Y yo lo quería ahí. Quería su final en mi boca, su rendición a cambio de la mía.
Adrián echó la cabeza hacia atrás, los músculos del cuello tensos, y dejó escapar un grito ronco que rebotó contra los azulejos. Lo sentí estallar en mi garganta, chorro tras chorro, caliente y espeso, y me lo bebí todo sin perder una gota. Cada latido de él me recorría entera, me hacía sentir más mujer que nunca, esa mujer suya, insaciable, que sueña despierta con momentos como este.
Lo mantuve en mi boca hasta el último temblor. Lo limpié con la lengua, despacio, recogiendo lo que quedaba, sin soltarlo hasta dejarlo impecable. Él me miraba desde arriba, agotado, con una sonrisa floja de hombre satisfecho.
—Eres increíble —susurró, acariciándome la mejilla con el pulgar.
Lo solté al fin y me levanté, con las rodillas marcadas por los azulejos y el cuerpo encendido sin que él me hubiera tocado. Le di un beso en el pecho, justo donde le latía el corazón todavía acelerado, y le dejé que terminara de bañarse.
***
Salí de la ducha desnuda y goteando, sin secarme apenas. Me eché una bata sobre los hombros mojados y fui a la cocina. El día le esperaba, una jornada larga de trabajo, y yo quería que saliera de casa contento, llevándose mi sabor con él.
Puse café. Batí huevos, corté pan, exprimí naranjas. Me gusta cuidarlo después, tanto como me gusta rendirme antes. Son las dos caras de lo mismo: ser suya en la ducha y ser suya en la cocina, atenta a sus mañanas como nadie más lo está.
Adrián apareció vestido, oliendo a limpio, anudándose la corbata frente al espejo del pasillo. Vino a la cocina, me abrazó por detrás y me besó el cuello mientras yo servía el café.
—Vas a hacer que llegue tarde todos los días —dijo contra mi piel.
—Te quejas, pero no te apartas —le respondí, riéndome.

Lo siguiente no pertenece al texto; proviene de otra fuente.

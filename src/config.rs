//! Global configuration constants and the serializable world configuration.

use glam::Vec3;
use serde::{Deserialize, Serialize};

use crate::error::{PhysicsError, Result};

/// Default gravity vector applied in the physics world (Y-up).
pub const DEFAULT_GRAVITY: [f32; 3] = [0.0, -9.81, 0.0];

/// Default integration timestep (in seconds).
pub const DEFAULT_TIME_STEP: f32 = 1.0 / 60.0;

/// Velocity iterations performed per step.
pub const DEFAULT_VELOCITY_ITERATIONS: u32 = 10;

/// Position iterations performed per step by the non-linear correction pass.
pub const DEFAULT_POSITION_ITERATIONS: u32 = 5;

/// Fraction of the position error fed back as velocity bias (Baumgarte).
pub const DEFAULT_BAUMGARTE_FACTOR: f32 = 0.2;

/// Default damping applied to linear velocity.
pub const DEFAULT_LINEAR_DAMPING: f32 = 0.02;

/// Default damping applied to angular velocity.
pub const DEFAULT_ANGULAR_DAMPING: f32 = 0.02;

/// Margin added around every tight AABB stored in the broad-phase tree.
pub const DEFAULT_AABB_MARGIN: f32 = 0.1;

/// Penetration tolerated without positional correction.
pub const DEFAULT_CONTACT_SLOP: f32 = 0.005;

/// Separation up to which an already touching pair keeps its contacts.
pub const DEFAULT_CONTACT_MARGIN: f32 = 0.02;

/// Drift beyond which a cached contact point is dropped.
pub const DEFAULT_PERSISTENT_CONTACT_THRESHOLD: f32 = 0.03;

/// Approach speed below which restitution is ignored.
pub const DEFAULT_RESTITUTION_VELOCITY_THRESHOLD: f32 = 1.0;

/// Largest per-iteration position correction applied to a contact.
pub const DEFAULT_MAX_POSITION_CORRECTION: f32 = 0.2;

/// Upper bound on accumulated fixed steps consumed by one `step` call.
pub const MAX_SUBSTEPS: u32 = 8;

/// How a constraint removes positional drift.
#[derive(Debug, Clone, Copy, PartialEq, Eq, Serialize, Deserialize, Default)]
pub enum PositionCorrection {
    /// Velocity bias proportional to error / dt, scaled by the Baumgarte factor.
    Baumgarte,
    /// Separate pass on positions and orientations after velocity integration.
    #[default]
    NonLinearGaussSeidel,
}

/// Tunable parameters of a [`crate::world::PhysicsWorld`].
#[derive(Debug, Clone, Serialize, Deserialize)]
#[serde(default)]
pub struct WorldConfig {
    pub gravity: Vec3,
    pub time_step: f32,
    pub velocity_iterations: u32,
    pub position_iterations: u32,
    pub baumgarte_factor: f32,
    pub warm_starting: bool,
    pub joint_position_correction: PositionCorrection,
    pub contact_position_correction: PositionCorrection,
    pub contact_slop: f32,
    pub contact_margin: f32,
    pub persistent_contact_threshold: f32,
    pub restitution_velocity_threshold: f32,
    pub max_position_correction: f32,
    pub aabb_margin: f32,
    pub linear_damping: f32,
    pub angular_damping: f32,
    /// Stop the velocity loop once every incremental impulse drops below this.
    pub convergence_tolerance: Option<f32>,
}

impl Default for WorldConfig {
    fn default() -> Self {
        Self {
            gravity: Vec3::from_array(DEFAULT_GRAVITY),
            time_step: DEFAULT_TIME_STEP,
            velocity_iterations: DEFAULT_VELOCITY_ITERATIONS,
            position_iterations: DEFAULT_POSITION_ITERATIONS,
            baumgarte_factor: DEFAULT_BAUMGARTE_FACTOR,
            warm_starting: true,
            joint_position_correction: PositionCorrection::NonLinearGaussSeidel,
            contact_position_correction: PositionCorrection::Baumgarte,
            contact_slop: DEFAULT_CONTACT_SLOP,
            contact_margin: DEFAULT_CONTACT_MARGIN,
            persistent_contact_threshold: DEFAULT_PERSISTENT_CONTACT_THRESHOLD,
            restitution_velocity_threshold: DEFAULT_RESTITUTION_VELOCITY_THRESHOLD,
            max_position_correction: DEFAULT_MAX_POSITION_CORRECTION,
            aabb_margin: DEFAULT_AABB_MARGIN,
            linear_damping: DEFAULT_LINEAR_DAMPING,
            angular_damping: DEFAULT_ANGULAR_DAMPING,
            convergence_tolerance: None,
        }
    }
}

impl WorldConfig {
    pub fn validate(&self) -> Result<()> {
        let invalid = |reason: &str| Err(PhysicsError::InvalidConfig(reason.to_string()));
        if !(self.time_step > 0.0 && self.time_step.is_finite()) {
            return invalid("time_step must be positive and finite");
        }
        if self.velocity_iterations == 0 {
            return invalid("velocity_iterations must be at least 1");
        }
        if !(0.0..=1.0).contains(&self.baumgarte_factor) {
            return invalid("baumgarte_factor must lie in [0, 1]");
        }
        if self.aabb_margin < 0.0 || self.contact_margin < 0.0 || self.contact_slop < 0.0 {
            return invalid("margins and slop must be non-negative");
        }
        if self.max_position_correction <= 0.0 {
            return invalid("max_position_correction must be positive");
        }
        if self.linear_damping < 0.0 || self.angular_damping < 0.0 {
            return invalid("damping must be non-negative");
        }
        if !self.gravity.is_finite() {
            return invalid("gravity must be finite");
        }
        if matches!(self.convergence_tolerance, Some(t) if t <= 0.0) {
            return invalid("convergence_tolerance must be positive");
        }
        Ok(())
    }
}

#[cfg(test)]
mod tests {
    use super::*;

    #[test]
    fn defaults_are_valid() {
        let config = WorldConfig::default();
        assert!(config.validate().is_ok());
        assert_eq!(config.baumgarte_factor, 0.2);
    }

    #[test]
    fn zero_iterations_rejected() {
        let config = WorldConfig {
            velocity_iterations: 0,
            ..Default::default()
        };
        assert!(matches!(
            config.validate(),
            Err(PhysicsError::InvalidConfig(_))
        ));
    }

    #[test]
    fn negative_damping_rejected() {
        let config = WorldConfig {
            angular_damping: -0.1,
            ..Default::default()
        };
        assert!(config.validate().is_err());
    }
}
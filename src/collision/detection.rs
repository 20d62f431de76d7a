use std::collections::{BTreeMap, HashSet};

#[cfg(feature = "parallel")]
use rayon::prelude::*;

use crate::{
    collision::{
        broadphase::BroadPhase,
        contact::{ContactManifold, ContactPointInfo},
        narrowphase::NarrowPhase,
        pair::{OverlappingPair, PairKey},
    },
    config::WorldConfig,
    core::{aabb::Aabb, rigidbody::{BodyHandle, RigidBody}},
    utils::{allocator::Arena, logging::ScopedTimer},
};

/// Receives pair lifecycle notifications from [`CollisionDetection`].
pub trait CollisionEventListener: Send + Sync {
    fn pair_added(&mut self, _pair: PairKey) {}
    fn pair_removed(&mut self, _pair: PairKey) {}
    /// Called when a pair's manifold goes from empty to non-empty.
    fn contact_started(&mut self, _pair: PairKey, _manifold: &ContactManifold) {}
}

/// Settings the narrow phase reads for every pair.
#[derive(Debug, Clone, Copy)]
struct ContactSettings {
    contact_margin: f32,
    persistent_threshold: f32,
}

/// Owns the broad phase, the overlapping pairs and the no-collision set, and
/// runs broad phase then narrow phase once per step.
pub struct CollisionDetection {
    broad_phase: BroadPhase,
    pairs: BTreeMap<PairKey, OverlappingPair>,
    no_collision: HashSet<PairKey>,
    settings: ContactSettings,
    listener: Option<Box<dyn CollisionEventListener>>,
}

impl Default for CollisionDetection {
    fn default() -> Self {
        Self::new(&WorldConfig::default())
    }
}

impl CollisionDetection {
    pub fn new(config: &WorldConfig) -> Self {
        Self {
            broad_phase: BroadPhase::new(config.aabb_margin),
            pairs: BTreeMap::new(),
            no_collision: HashSet::new(),
            settings: ContactSettings {
                contact_margin: config.contact_margin,
                persistent_threshold: config.persistent_contact_threshold,
            },
            listener: None,
        }
    }

    pub fn set_listener(&mut self, listener: Box<dyn CollisionEventListener>) {
        self.listener = Some(listener);
    }

    pub fn take_listener(&mut self) -> Option<Box<dyn CollisionEventListener>> {
        self.listener.take()
    }

    pub fn broad_phase(&self) -> &BroadPhase {
        &self.broad_phase
    }

    pub fn add_body(&mut self, body: BodyHandle, aabb: Aabb) {
        self.broad_phase.insert(body, aabb);
    }

    pub fn update_body(&mut self, body: BodyHandle, aabb: Aabb) {
        self.broad_phase.update(body, aabb);
    }

    /// Removes `body` from the broad phase and purges every pair and
    /// no-collision entry that references it.
    pub fn remove_body(&mut self, body: BodyHandle) {
        let mut removed = self.broad_phase.remove(body);
        removed.extend(
            self.pairs
                .keys()
                .filter(|key| key.involves(body))
                .copied()
                .collect::<Vec<_>>(),
        );
        removed.sort_unstable();
        removed.dedup();
        for key in removed {
            if self.pairs.remove(&key).is_some() {
                if let Some(listener) = self.listener.as_mut() {
                    listener.pair_removed(key);
                }
            }
        }
        self.no_collision.retain(|key| !key.involves(body));
        log::debug!("removed body {body:?} from collision detection");
    }

    pub fn add_no_collision_pair(&mut self, a: BodyHandle, b: BodyHandle) {
        self.no_collision.insert(PairKey::new(a, b));
    }

    pub fn remove_no_collision_pair(&mut self, a: BodyHandle, b: BodyHandle) {
        self.no_collision.remove(&PairKey::new(a, b));
    }

    pub fn is_no_collision_pair(&self, a: BodyHandle, b: BodyHandle) -> bool {
        self.no_collision.contains(&PairKey::new(a, b))
    }

    pub fn no_collision_count(&self) -> usize {
        self.no_collision.len()
    }

    pub fn pair(&self, key: PairKey) -> Option<&OverlappingPair> {
        self.pairs.get(&key)
    }

    pub fn pairs(&self) -> impl Iterator<Item = &OverlappingPair> {
        self.pairs.values()
    }

    pub fn pair_count(&self) -> usize {
        self.pairs.len()
    }

    /// Manifolds that currently hold at least one point.
    pub fn manifolds(&self) -> impl Iterator<Item = &ContactManifold> {
        self.pairs
            .values()
            .filter(|pair| pair.is_touching())
            .map(|pair| &pair.manifold)
    }

    pub fn manifold_mut(&mut self, key: PairKey) -> Option<&mut ContactManifold> {
        self.pairs.get_mut(&key).map(|pair| &mut pair.manifold)
    }

    /// One full broad + narrow phase pass over `bodies`. Returns the
    /// manifolds that hold contacts after the pass.
    pub fn compute_collision_detection(
        &mut self,
        bodies: &Arena<RigidBody>,
    ) -> impl Iterator<Item = &ContactManifold> {
        let _timer = ScopedTimer::new("collision_detection");
        self.compute_broad_phase(bodies);
        self.compute_narrow_phase(bodies);
        self.manifolds()
    }

    fn compute_broad_phase(&mut self, bodies: &Arena<RigidBody>) {
        for (handle, body) in bodies.iter() {
            if self.broad_phase.contains(handle) {
                self.broad_phase.update(handle, body.aabb());
            }
        }

        let events = self.broad_phase.update_pairs();
        for key in events.removed {
            self.pairs.remove(&key);
            if let Some(listener) = self.listener.as_mut() {
                listener.pair_removed(key);
            }
        }
        for key in events.added {
            self.pairs.insert(key, OverlappingPair::new(key));
            if let Some(listener) = self.listener.as_mut() {
                listener.pair_added(key);
            }
        }
        log::trace!("{} overlapping pairs tracked", self.pairs.len());
    }

    fn compute_narrow_phase(&mut self, bodies: &Arena<RigidBody>) {
        let _timer = ScopedTimer::new("narrow_phase");
        let settings = self.settings;
        let no_collision = &self.no_collision;

        #[cfg(feature = "parallel")]
        self.pairs
            .par_iter_mut()
            .for_each_init(Vec::new, |scratch, (key, pair)| {
                let excluded = no_collision.contains(key);
                update_pair(pair, bodies, excluded, settings, scratch);
            });

        #[cfg(not(feature = "parallel"))]
        {
            let mut scratch = Vec::new();
            for (key, pair) in self.pairs.iter_mut() {
                let excluded = no_collision.contains(key);
                update_pair(pair, bodies, excluded, settings, &mut scratch);
            }
        }

        if let Some(listener) = self.listener.as_mut() {
            for pair in self.pairs.values().filter(|pair| pair.contact_started()) {
                listener.contact_started(pair.key, &pair.manifold);
            }
        }
    }
}

/// Narrow phase for one pair: refresh cached points, collide the shapes, and
/// merge the new points into the manifold.
fn update_pair(
    pair: &mut OverlappingPair,
    bodies: &Arena<RigidBody>,
    excluded: bool,
    settings: ContactSettings,
    scratch: &mut Vec<ContactPointInfo>,
) {
    pair.was_touching = pair.is_touching();
    if excluded {
        pair.manifold.clear();
        return;
    }

    let (first, second) = pair.key.bodies();
    let (Some(body1), Some(body2)) = (bodies.get(first), bodies.get(second)) else {
        log::warn!("pair {:?} references a removed body", pair.key);
        pair.manifold.clear();
        return;
    };
    if !body1.is_motion_enabled() && !body2.is_motion_enabled() {
        pair.manifold.clear();
        return;
    }

    let threshold = settings.persistent_threshold;
    pair.manifold
        .refresh(&body1.transform, &body2.transform, threshold);

    // Hysteresis: touching pairs keep contacts while within the margin.
    let margin = if pair.was_touching {
        settings.contact_margin
    } else {
        0.0
    };
    scratch.clear();
    if !NarrowPhase::collide(
        body1.shape(),
        &body1.transform,
        body2.shape(),
        &body2.transform,
        margin,
        scratch,
    ) {
        pair.manifold.clear();
        return;
    }
    for info in scratch.iter() {
        pair.manifold
            .add_point(info, &body1.transform, &body2.transform, threshold);
    }
}

#[cfg(test)]
mod tests {
    use std::sync::{Arc, Mutex};

    use glam::Vec3;

    use super::*;
    use crate::core::shape::CollisionShape;

    fn sphere_at(bodies: &mut Arena<RigidBody>, x: f32) -> BodyHandle {
        bodies.insert(
            RigidBody::builder(CollisionShape::sphere(1.0))
                .position(Vec3::new(x, 0.0, 0.0))
                .build(),
        )
    }

    fn detection_with(bodies: &Arena<RigidBody>) -> CollisionDetection {
        let mut detection = CollisionDetection::default();
        for (handle, body) in bodies.iter() {
            detection.add_body(handle, body.aabb());
        }
        detection
    }

    #[derive(Default)]
    struct Recorder(Arc<Mutex<Vec<String>>>);

    impl CollisionEventListener for Recorder {
        fn pair_added(&mut self, _pair: PairKey) {
            self.0.lock().unwrap().push("added".into());
        }
        fn pair_removed(&mut self, _pair: PairKey) {
            self.0.lock().unwrap().push("removed".into());
        }
        fn contact_started(&mut self, _pair: PairKey, manifold: &ContactManifold) {
            assert!(!manifold.is_empty());
            self.0.lock().unwrap().push("started".into());
        }
    }

    #[test]
    fn overlapping_spheres_give_one_manifold() {
        let mut bodies = Arena::new();
        sphere_at(&mut bodies, 0.0);
        sphere_at(&mut bodies, 1.5);
        let mut detection = detection_with(&bodies);

        let manifolds: Vec<&ContactManifold> =
            detection.compute_collision_detection(&bodies).collect();
        assert_eq!(manifolds.len(), 1);
        let point = manifolds[0].points()[0];
        assert!((point.depth - 0.5).abs() < 1e-5);
        assert!((point.normal - Vec3::X).length() < 1e-5);
    }

    #[test]
    fn no_collision_pair_suppresses_contacts() {
        let mut bodies = Arena::new();
        let a = sphere_at(&mut bodies, 0.0);
        let b = sphere_at(&mut bodies, 1.5);
        let mut detection = detection_with(&bodies);

        detection.add_no_collision_pair(b, a);
        assert_eq!(detection.compute_collision_detection(&bodies).count(), 0);
        assert!(detection.is_no_collision_pair(a, b));

        detection.remove_no_collision_pair(a, b);
        assert_eq!(detection.compute_collision_detection(&bodies).count(), 1);
    }

    #[test]
    fn removing_body_purges_pairs_and_exclusions() {
        let mut bodies = Arena::new();
        let a = sphere_at(&mut bodies, 0.0);
        let b = sphere_at(&mut bodies, 1.5);
        let c = sphere_at(&mut bodies, -1.5);
        let mut detection = detection_with(&bodies);
        let log = Arc::new(Mutex::new(Vec::new()));
        detection.set_listener(Box::new(Recorder(log.clone())));

        detection.add_no_collision_pair(a, b);
        assert_eq!(detection.compute_collision_detection(&bodies).count(), 1);
        assert_eq!(detection.pair_count(), 2);

        detection.remove_body(b);
        bodies.remove(b);
        assert_eq!(detection.no_collision_count(), 0);
        assert!(detection.pairs().all(|pair| !pair.key.involves(b)));
        let manifolds: Vec<_> = detection.compute_collision_detection(&bodies).collect();
        assert_eq!(manifolds.len(), 1);
        assert!(manifolds.iter().all(|m| m.body1 != b && m.body2 != b));

        let events = log.lock().unwrap().clone();
        assert_eq!(events, vec!["added", "added", "started", "removed"]);
        let _ = c;
    }

    #[test]
    fn touching_pair_survives_small_gap() {
        let mut bodies = Arena::new();
        let cube = CollisionShape::cuboid(Vec3::splat(0.5));
        let a = bodies.insert(RigidBody::builder(cube.clone()).build());
        let b = bodies.insert(
            RigidBody::builder(cube)
                .position(Vec3::new(0.99, 0.0, 0.0))
                .build(),
        );
        let mut detection = detection_with(&bodies);
        assert_eq!(detection.compute_collision_detection(&bodies).count(), 1);

        if let Some(body) = bodies.get_mut(b) {
            body.transform.position.x = 1.01;
            body.update_aabb();
        }
        assert_eq!(detection.compute_collision_detection(&bodies).count(), 1);
        let depth = detection.manifolds().next().map(|m| m.max_depth()).unwrap();
        assert!(depth < 0.0);

        if let Some(body) = bodies.get_mut(b) {
            body.transform.position.x = 1.2;
            body.update_aabb();
        }
        assert_eq!(detection.compute_collision_detection(&bodies).count(), 0);
        let _ = a;
    }
}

Desayunó de pie, con prisa, mirándome de reojo cada vez que yo me movía por la cocina con la bata abierta. Cuando terminó, dejó la taza en el fregadero y me tomó la cara entre las manos para darme un beso largo, sin importarle saborearse a sí mismo en mi boca.
—Esta noche te toca a ti —prometió.
—Esta noche —repetí.
Lo acompañé hasta la puerta y lo vi irse, ese hombre que es mío todas las mañanas. Mío, sí, aunque los dos sabemos que no soy solo suya. Él lo acepta. Le gusta, incluso, saber que otros me desean, que hay quien sueña con lo que él tiene cada día. Esa libertad es parte de lo nuestro, y ninguno de los dos la cambiaría.
Cerré la puerta y me apoyé en ella un momento, todavía caliente, todavía pensando en él.
Subí al cuarto, me solté la bata y me miré en el espejo. La mujer que me devolvió la mirada tenía el pelo revuelto, los labios hinchados y una idea en la cabeza.
Porque la mañana había sido para él. Pero la tarde la tenía planeada para otra cosa.
Una sorpresa, pensé, y la sola idea me hizo sonreír. Algo que llevaba días preparando, algo que lo iba a dejar sin palabras cuando volviera del trabajo.
Pero esa, mis amores, es otra historia. Y se las contaré pronto.